On September 4, 2019, the Securities and Exchange Commission (“SEC”) and the Commodity Futures Trading Commission (“CFTC”) announced they had entered into settlements with Options Clearing Corporation (“OCC”) regarding its alleged failure to maintain adequate policies to manage its financial risk, operational requirements, and information-systems security. The case represents the first time the CFTC has brought an enforcement action for violations of the Core Principles applicable to Derivatives Clearing Organizations (“DCO”) and the SEC’s first charges relating to violations of its clearing agency standards. Pursuant to the orders, OCC agreed to pay a combined penalty of $20 million to the CFTC and the SEC.

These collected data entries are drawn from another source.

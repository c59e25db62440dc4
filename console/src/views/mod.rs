//! View models for the console screens.
//!
//! Views own the state a screen renders and expose each user action as a
//! pair of synchronous steps (`begin_*` validates and marks the action
//! pending, `finish_*` applies the backend's answer) plus an async
//! convenience that runs both around the [`ApiClient`](hookboard_client::ApiClient)
//! call. The TUI drives the split form so requests can run on spawned tasks;
//! the CLI and tests use the async form.
//!
//! - [`dashboard`]: subscription list, create form, cancel/delete, details panel
//! - [`tester`]: test fire composer, result log, tunnel control

pub mod dashboard;
pub mod tester;

pub use dashboard::{CreateField, CreateForm, DashboardView, DetailsPanel, PendingAction};
pub use tester::{PreparedSend, TesterView};

/// Outcome of a data load, kept as an explicit value instead of being
/// swallowed.
#[derive(Debug, Clone, Default, PartialEq)]
pub enum Loadable<T> {
    /// Nothing requested yet.
    #[default]
    Idle,
    /// First request in flight.
    Loading,
    /// Last request succeeded.
    Loaded(T),
    /// Last request failed with this message.
    Failed(String),
}

impl<T> Loadable<T> {
    #[must_use]
    pub fn is_loading(&self) -> bool {
        matches!(self, Self::Loading)
    }

    /// The loaded value, if any.
    #[must_use]
    pub fn value(&self) -> Option<&T> {
        match self {
            Self::Loaded(value) => Some(value),
            _ => None,
        }
    }

    /// The failure message, if any.
    #[must_use]
    pub fn error(&self) -> Option<&str> {
        match self {
            Self::Failed(message) => Some(message),
            _ => None,
        }
    }
}

/// Identifies one issued request so a late response can be recognised as
/// superseded.
#[derive(Debug, Clone, Copy, PartialEq, Eq, Hash)]
pub struct Ticket(u64);

/// Issues [`Ticket`]s; only the most recently issued one is current.
#[derive(Debug, Clone, Default)]
pub struct TicketCounter {
    issued: u64,
}

impl TicketCounter {
    /// Issues a new ticket, superseding every earlier one.
    pub fn issue(&mut self) -> Ticket {
        self.issued += 1;
        Ticket(self.issued)
    }

    /// Supersedes every outstanding ticket without issuing a new one.
    pub fn invalidate(&mut self) {
        self.issued += 1;
    }

    /// True if `ticket` is the latest one issued.
    #[must_use]
    pub fn is_current(&self, ticket: Ticket) -> bool {
        ticket.0 == self.issued
    }
}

Under the SEC’s jurisdiction, the OCC clears exchange-listed options and over-the-counter options. Indeed, the OCC serves as the only registered clearing agency for exchange-listed option contracts in the United States, which led the SEC to designate it as a systematically important financial market utility in 2012. The SEC order alleged the OCC failed to establish, implement, maintain, and enforce policies and procedures related to its risk-based margins, credit exposure and liquidity risk, and protect information systems. The SEC further alleged that the OCC changed certain of its policies without obtaining approval from the Commission. In accordance with the settlement with the SEC, the OCC agreed to pay a penalty of $15 million and to engage in various remedial actions.
Under the CFTC’s jurisdiction, the OCC clears futures contracts and options on futures contracts. As a clearing house, the OCC is subject to the DCO Core Principles, which contain various requirements, including for risk management, settlement procedures, recordkeeping, and other areas. Like the SEC’s order, the CFTC’s order alleged that the OCC failed to establish, implement, maintain, and enforce policies and procedures to review its risk management, set and monitor its margin requirements, conduct stress tests of its credit exposure, and secure information systems. To settle these allegations, the OCC agreed to pay $5 million and agreed to various remedial and supervisory provisions.
No explanation was provided as to why the CFTC’s penalty amount was a third of the SEC’s penalty amount, but it likely relates to the relative percentage of the OCC’s business that falls within the SEC’s jurisdiction versus that which falls within the CFTC’s jurisdiction.
The SEC and CFTC did not allege that these policy and procedure failures led to any violations of underlying law, and the orders appear to emphasize the SEC’s and CFTC’s close regulatory control over the OCC and their intent to ensure its ability to continue operating in accordance with laws. While the OCC is somewhat unique, these orders provide a reminder that the SEC and CFTC will pay particularly close attention to technical requirements of any entity that plays any form of gate-keeping role with respect to transactions under their jurisdiction.